Urinary excretion of 2,7, 8-trimethyl-2-(beta-carboxyethyl)-6-hydroxychroman is a major route of elimination of gamma-tocopherol in humans

Little is known of the post-absorptive, metabolic fate of gamma-tocopherol, the major form of vitamin E in North American diets. The objective of this study was to determine the extent of urinary excretion of 2,7, 8-trimethyl-2-(beta-carboxyethyl)-6-hydroxychroman (gamma-CEHC), a recently identified metabolite of gamma-tocopherol. A method for measurement of urinary gamma-CEHC was developed, using gas chromatography-mass spectrometry (GC-MS) with a deuterated internal standard, 2,7,8-trimethyl-2-(beta-carboxyethyl)-(3, 4-2H2)-6-hydroxychroman (d2-gamma-CEHC). This standard was synthesized by dehydrogenation of 6-acetyl-gamma-CEHC followed by deuteration of the resulting 3,4-double bond. The use of d2-gamma-CEHC resulted in accurate determinations of the concentration of d0-gamma-CEHC in human urine.

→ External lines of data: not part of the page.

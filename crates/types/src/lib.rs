//! Core types for Canopy consensus.
//!
//! This crate provides the foundational types used throughout the consensus
//! implementation:
//!
//! - **Primitives**: Hash, cryptographic keys and signatures
//! - **Identifiers**: ValidatorId, View, VotePower
//! - **Consensus types**: Block, Vote, QuorumCertificate, TimeoutMessage,
//!   TimeoutCertificate
//! - **Collaborators**: Topology (identity and committee), Election
//!
//! This crate does not depend on any other workspace crate.

mod crypto;
mod hash;
mod identifiers;
mod signing;

// Consensus types
mod block;
mod election;
mod quorum_certificate;
mod timeout;
mod topology;
mod validator;
mod vote;

pub use crypto::{
    AggregateError, AggregateSignature, KeyError, KeyPair, KeyType, PublicKey, Signature,
};
pub use hash::{Hash, HexError};
pub use identifiers::{ValidatorId, View, VotePower};
pub use signing::{
    block_proposal_message, block_vote_message, timeout_message, DOMAIN_BLOCK_ID,
    DOMAIN_BLOCK_PROPOSAL, DOMAIN_BLOCK_VOTE, DOMAIN_TIMEOUT,
};

pub use block::{Block, Payload};
pub use election::{Election, ElectionKind, RotationElection, RoundRobinElection, StaticElection};
pub use quorum_certificate::{CertificateError, QuorumCertificate};
pub use timeout::{TimeoutCertificate, TimeoutMessage};
pub use topology::{StaticTopology, Topology};
pub use validator::{ValidatorInfo, ValidatorSet};
pub use vote::Vote;

/// Marker for types that travel over the network.
///
/// The type id is stable across versions and is what a transport uses to
/// dispatch an incoming frame to the right decoder.
pub trait NetworkMessage {
    /// Stable identifier for the message type.
    fn message_type_id() -> &'static str;
}
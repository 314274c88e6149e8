//! Message encoding and decoding for network transport.
//!
//! # Wire Format
//!
//! Each message travels as a `(type id, body)` pair. The body is the JSON
//! encoding of the gossip struct:
//!
//! ```text
//! "consensus.vote"  {"vote":{"view":7,"block_id":...}}
//! ```
//!
//! # Type Dispatch
//!
//! The message type is carried next to the body, not inside it, so the
//! receiver picks the decoder before touching the payload.

use canopy_core::Event;
use canopy_messages::{
    ConsensusMessage, ProposalGossip, TimeoutCertificateGossip, TimeoutGossip, VoteGossip,
};
use canopy_types::NetworkMessage;
use thiserror::Error;

/// Errors that can occur during message encoding/decoding.
#[derive(Debug, Error)]
pub enum CodecError {
    #[error("Message too short")]
    MessageTooShort,

    #[error("Decode error: {0}")]
    Decode(#[source] serde_json::Error),

    #[error("Encode error: {0}")]
    Encode(#[source] serde_json::Error),

    #[error("Unknown message type: {0}")]
    UnknownType(String),
}

/// Encode a message body for the wire. The type id travels separately as
/// [`ConsensusMessage::message_type_id`].
pub fn encode_message(message: &ConsensusMessage) -> Result<Vec<u8>, CodecError> {
    match message {
        ConsensusMessage::Proposal(gossip) => serde_json::to_vec(gossip),
        ConsensusMessage::Vote(gossip) => serde_json::to_vec(gossip),
        ConsensusMessage::Timeout(gossip) => serde_json::to_vec(gossip),
        ConsensusMessage::TimeoutCertificate(gossip) => serde_json::to_vec(gossip),
    }
    .map_err(CodecError::Encode)
}

/// Decode a wire body into the event it delivers.
pub fn decode_message(type_id: &str, data: &[u8]) -> Result<Event, CodecError> {
    if data.is_empty() {
        return Err(CodecError::MessageTooShort);
    }

    let message = match type_id {
        t if t == ProposalGossip::message_type_id() => {
            ConsensusMessage::Proposal(decode_body(data)?)
        }
        t if t == VoteGossip::message_type_id() => ConsensusMessage::Vote(decode_body(data)?),
        t if t == TimeoutGossip::message_type_id() => {
            ConsensusMessage::Timeout(decode_body(data)?)
        }
        t if t == TimeoutCertificateGossip::message_type_id() => {
            ConsensusMessage::TimeoutCertificate(decode_body(data)?)
        }
        other => return Err(CodecError::UnknownType(other.to_string())),
    };
    Ok(Event::from(message))
}

fn decode_body<T: serde::de::DeserializeOwned>(data: &[u8]) -> Result<T, CodecError> {
    serde_json::from_slice(data).map_err(CodecError::Decode)
}

#[cfg(test)]
mod tests {
    use super::*;
    use canopy_types::{
        Block, Hash, KeyPair, KeyType, Payload, QuorumCertificate, TimeoutMessage, ValidatorId,
        View, Vote,
    };

    fn key() -> KeyPair {
        KeyPair::from_seed(KeyType::Ed25519, &[7; 32]).unwrap()
    }

    #[test]
    fn test_vote_survives_the_wire() {
        let vote = Vote::new(View(3), Hash::from_bytes(b"block"), ValidatorId(2), &key());
        let message = ConsensusMessage::from(VoteGossip::new(vote.clone()));

        let bytes = encode_message(&message).unwrap();
        let event = decode_message(message.message_type_id(), &bytes).unwrap();

        assert_eq!(event, Event::VoteReceived { vote });
    }

    #[test]
    fn test_proposal_and_timeout_survive_the_wire() {
        let block = Block::new(
            View(1),
            QuorumCertificate::genesis(),
            Payload::new(vec![b"tx".to_vec()]),
            ValidatorId(1),
            42,
        )
        .signed(&key());
        let proposal = ConsensusMessage::from(ProposalGossip::new(block.clone()));
        let event = decode_message(
            proposal.message_type_id(),
            &encode_message(&proposal).unwrap(),
        )
        .unwrap();
        assert_eq!(event, Event::ProposalReceived { block });

        let timeout =
            TimeoutMessage::new(View(4), ValidatorId(1), QuorumCertificate::genesis(), None, &key());
        let message = ConsensusMessage::from(TimeoutGossip::new(timeout.clone()));
        let event =
            decode_message(message.message_type_id(), &encode_message(&message).unwrap()).unwrap();
        assert_eq!(event, Event::TimeoutReceived { timeout });
    }

    #[test]
    fn test_type_id_selects_decoder() {
        let vote = Vote::new(View(3), Hash::from_bytes(b"block"), ValidatorId(2), &key());
        let bytes = encode_message(&VoteGossip::new(vote).into()).unwrap();

        assert!(matches!(
            decode_message("consensus.proposal", &bytes),
            Err(CodecError::Decode(_))
        ));
        assert!(matches!(
            decode_message("consensus.unknown", &bytes),
            Err(CodecError::UnknownType(_))
        ));
        assert!(matches!(
            decode_message("consensus.vote", &[]),
            Err(CodecError::MessageTooShort)
        ));
    }
}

Urine samples containing added d2-gamma-CEHC were treated with beta-glucuronidase, extracted with an organic solvent, and analyzed by GC-MS. Analysis of 24-h urine pools from healthy subjects revealed gamma-CEHC concentrations, normalized against creatinine, ranging from 2.5 to 31.5 micromol/g creatinine, or a total of 4.6 to 29.8 micromol per day. These results correspond to 2-12 mg gamma-tocopherol excreted daily as gamma-CEHC in the urine. Given an estimated mean intake of gamma-tocopherol of 20 mg/day, catabolism of gamma-tocopherol to gamma-CEHC, followed by glucuronide conjugation and urinary excretion, is a major pathway for elimination of gamma-tocopherol in humans.